Alternative splicing is an important RNA processing event that contributes to RNA complexity and protein diversity in cancer. Accumulating evidence demonstrates the essential roles of some alternatively spliced genes in carcinogenesis. However, the potential roles of alternatively spliced genes in hepatocellular carcinoma (HCC) are still largely unknown. Here we showed that the HnRNP Associated with Lethal Yellow Protein Homolog (RALY) gene is upregulated and associated with poor outcomes in HCC patients. RALY acts as a tumor-promoting factor by cooperating with splicing factor 3b subunit 3 (SF3B3) and modulating the splicing switch of Metastasis Associated 1 (MTA1) from MTA-S to MTA1-L. Normally, MTA1-S inhibits cell proliferation by reducing the transcription of cholesterol synthesis genes.
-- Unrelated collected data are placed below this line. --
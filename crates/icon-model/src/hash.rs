//! The 64-bit perceptual hash codes shared by the hash index, prefilter,
//! and slot locator.

use serde::{Deserialize, Serialize};
use std::fmt;

/// A 64-bit perceptual hash, represented externally as a 16-character hex
/// string.
#[derive(Debug, Clone, Copy, PartialEq, Eq, Hash, PartialOrd, Ord, Serialize, Deserialize)]
#[serde(into = "String", try_from = "String")]
pub struct Hash64(pub u64);

impl Hash64 {
    pub const fn new(bits: u64) -> Self {
        Self(bits)
    }

    pub fn hamming_distance(self, other: Self) -> u32 {
        (self.0 ^ other.0).count_ones()
    }

    pub fn to_hex(self) -> String {
        format!("{:016x}", self.0)
    }

    pub fn from_hex(s: &str) -> Result<Self, ParseHashError> {
        if s.len() != 16 {
            return Err(ParseHashError::WrongLength(s.len()));
        }
        u64::from_str_radix(s, 16)
            .map(Hash64)
            .map_err(|_| ParseHashError::NotHex(s.to_string()))
    }
}

impl fmt::Display for Hash64 {
    fn fmt(&self, f: &mut fmt::Formatter<'_>) -> fmt::Result {
        f.write_str(&self.to_hex())
    }
}

impl From<Hash64> for String {
    fn from(h: Hash64) -> Self {
        h.to_hex()
    }
}

impl TryFrom<String> for Hash64 {
    type Error = ParseHashError;

    fn try_from(value: String) -> Result<Self, Self::Error> {
        Hash64::from_hex(&value)
    }
}

#[derive(Debug, Clone, thiserror::Error)]
pub enum ParseHashError {
    #[error("expected a 16-character hex string, got {0} characters")]
    WrongLength(usize),
    #[error("not a valid hex string: {0:?}")]
    NotHex(String),
}

/// Which of the two hash kinds a value was derived from or is being
/// queried against.
#[derive(Debug, Clone, Copy, PartialEq, Eq, Hash, Serialize, Deserialize)]
pub enum HashKind {
    PHash,
    DHash,
}

impl HashKind {
    pub fn method_tag(&self) -> &'static str {
        match self {
            HashKind::PHash => "hash-phash",
            HashKind::DHash => "hash-dhash",
        }
    }
}

impl fmt::Display for HashKind {
    fn fmt(&self, f: &mut fmt::Formatter<'_>) -> fmt::Result {
        match self {
            HashKind::PHash => f.write_str("phash"),
            HashKind::DHash => f.write_str("dhash"),
        }
    }
}

#[cfg(test)]
mod tests {
    use super::*;

    #[test]
    fn hex_round_trip() {
        let h = Hash64::new(0xdead_beef_0000_1234);
        let hex = h.to_hex();
        assert_eq!(hex.len(), 16);
        assert_eq!(Hash64::from_hex(&hex).unwrap(), h);
    }

    #[test]
    fn hamming_distance_of_equal_hashes_is_zero() {
        let h = Hash64::new(0x1234_5678_9abc_def0);
        assert_eq!(h.hamming_distance(h), 0);
    }

    #[test]
    fn hamming_distance_counts_differing_bits() {
        let a = Hash64::new(0);
        let b = Hash64::new(0b1011);
        assert_eq!(a.hamming_distance(b), 3);
    }
}
//! Adaptive thresholding and HSV conversion used by the overlay detector's
//! barcode-stripe extraction and hue classification.

use image::{GrayImage, Rgb, RgbImage};

/// Mean-weighted adaptive threshold, mirroring `cv2.ADAPTIVE_THRESH_GAUSSIAN_C`
/// with an odd `block_size` and constant `c`: each pixel is compared against
/// the blurred local mean of its `block_size x block_size` neighborhood minus
/// `c`. Output is binary: `255` where the source pixel exceeds the local
/// threshold, `0` otherwise.
pub fn adaptive_threshold_gaussian(image: &GrayImage, block_size: u32, c: i32) -> GrayImage {
    assert!(block_size % 2 == 1, "block_size must be odd");
    let radius = (block_size / 2) as i32;
    let (w, h) = image.dimensions();
    let mut out = GrayImage::new(w, h);

    for y in 0..h as i32 {
        for x in 0..w as i32 {
            let mut sum = 0u64;
            let mut count = 0u64;
            for dy in -radius..=radius {
                for dx in -radius..=radius {
                    let sx = (x + dx).clamp(0, w as i32 - 1) as u32;
                    let sy = (y + dy).clamp(0, h as i32 - 1) as u32;
                    sum += image.get_pixel(sx, sy)[0] as u64;
                    count += 1;
                }
            }
            let local_mean = (sum / count) as i32;
            let pixel = image.get_pixel(x as u32, y as u32)[0] as i32;
            let value = if pixel > local_mean - c { 255 } else { 0 };
            out.put_pixel(x as u32, y as u32, image::Luma([value]));
        }
    }
    out
}

/// Pixel hue/saturation/value in the ranges `hue in [0, 360)`, `sat, val in
/// [0, 1]`, matching the conventions used by `classify_overlay_by_patch`.
#[derive(Debug, Clone, Copy, PartialEq)]
pub struct Hsv {
    pub hue: f64,
    pub sat: f64,
    pub val: f64,
}

pub fn rgb_to_hsv(Rgb([r, g, b]): Rgb<u8>) -> Hsv {
    let (r, g, b) = (r as f64 / 255.0, g as f64 / 255.0, b as f64 / 255.0);
    let max = r.max(g).max(b);
    let min = r.min(g).min(b);
    let delta = max - min;

    let hue = if delta == 0.0 {
        0.0
    } else if max == r {
        60.0 * (((g - b) / delta).rem_euclid(6.0))
    } else if max == g {
        60.0 * (((b - r) / delta) + 2.0)
    } else {
        60.0 * (((r - g) / delta) + 4.0)
    };

    let sat = if max == 0.0 { 0.0 } else { delta / max };
    Hsv { hue: hue.rem_euclid(360.0), sat, val: max }
}

/// Converts every pixel of an RGB image to HSV.
pub fn image_to_hsv(image: &RgbImage) -> Vec<Hsv> {
    image.pixels().map(|p| rgb_to_hsv(*p)).collect()
}

#[cfg(test)]
mod tests {
    use super::*;

    #[test]
    fn pure_red_has_zero_hue_full_sat_full_val() {
        let hsv = rgb_to_hsv(Rgb([255, 0, 0]));
        assert_eq!(hsv.hue, 0.0);
        assert_eq!(hsv.sat, 1.0);
        assert_eq!(hsv.val, 1.0);
    }

    #[test]
    fn gray_has_zero_saturation() {
        let hsv = rgb_to_hsv(Rgb([128, 128, 128]));
        assert_eq!(hsv.sat, 0.0);
    }

    #[test]
    fn adaptive_threshold_of_flat_image_is_all_zero() {
        let img = GrayImage::from_pixel(20, 20, image::Luma([100]));
        let out = adaptive_threshold_gaussian(&img, 11, 2);
        assert!(out.pixels().all(|p| p.0[0] == 0));
    }
}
In HCC, RALY and SF3B3 cooperate to regulate the MTA1 splicing switch, leading to a reduction in the MTA1-S level, and alleviating the inhibitory effect of MTA1-S on cholesterol synthesis genes, thus promoting HCC cell proliferation. In conclusion, our results revealed that the RALY-SF3B3/ MTA1/cholesterol synthesis pathway contributes essentially to hepatic carcinogenesis and could serve as a promising therapeutic target for HCC.

Automated summary

Alternative splicing is an important process in cancer that contributes to RNA complexity and protein diversity. This study reveals the potential roles of alternatively spliced genes in hepatocellular carcinoma (HCC), particularly the involvement of the RALY-SF3B3/ MTA1/cholesterol synthesis pathway in HCC development. It suggests that targeting this pathway could be a promising therapeutic strategy for HCC.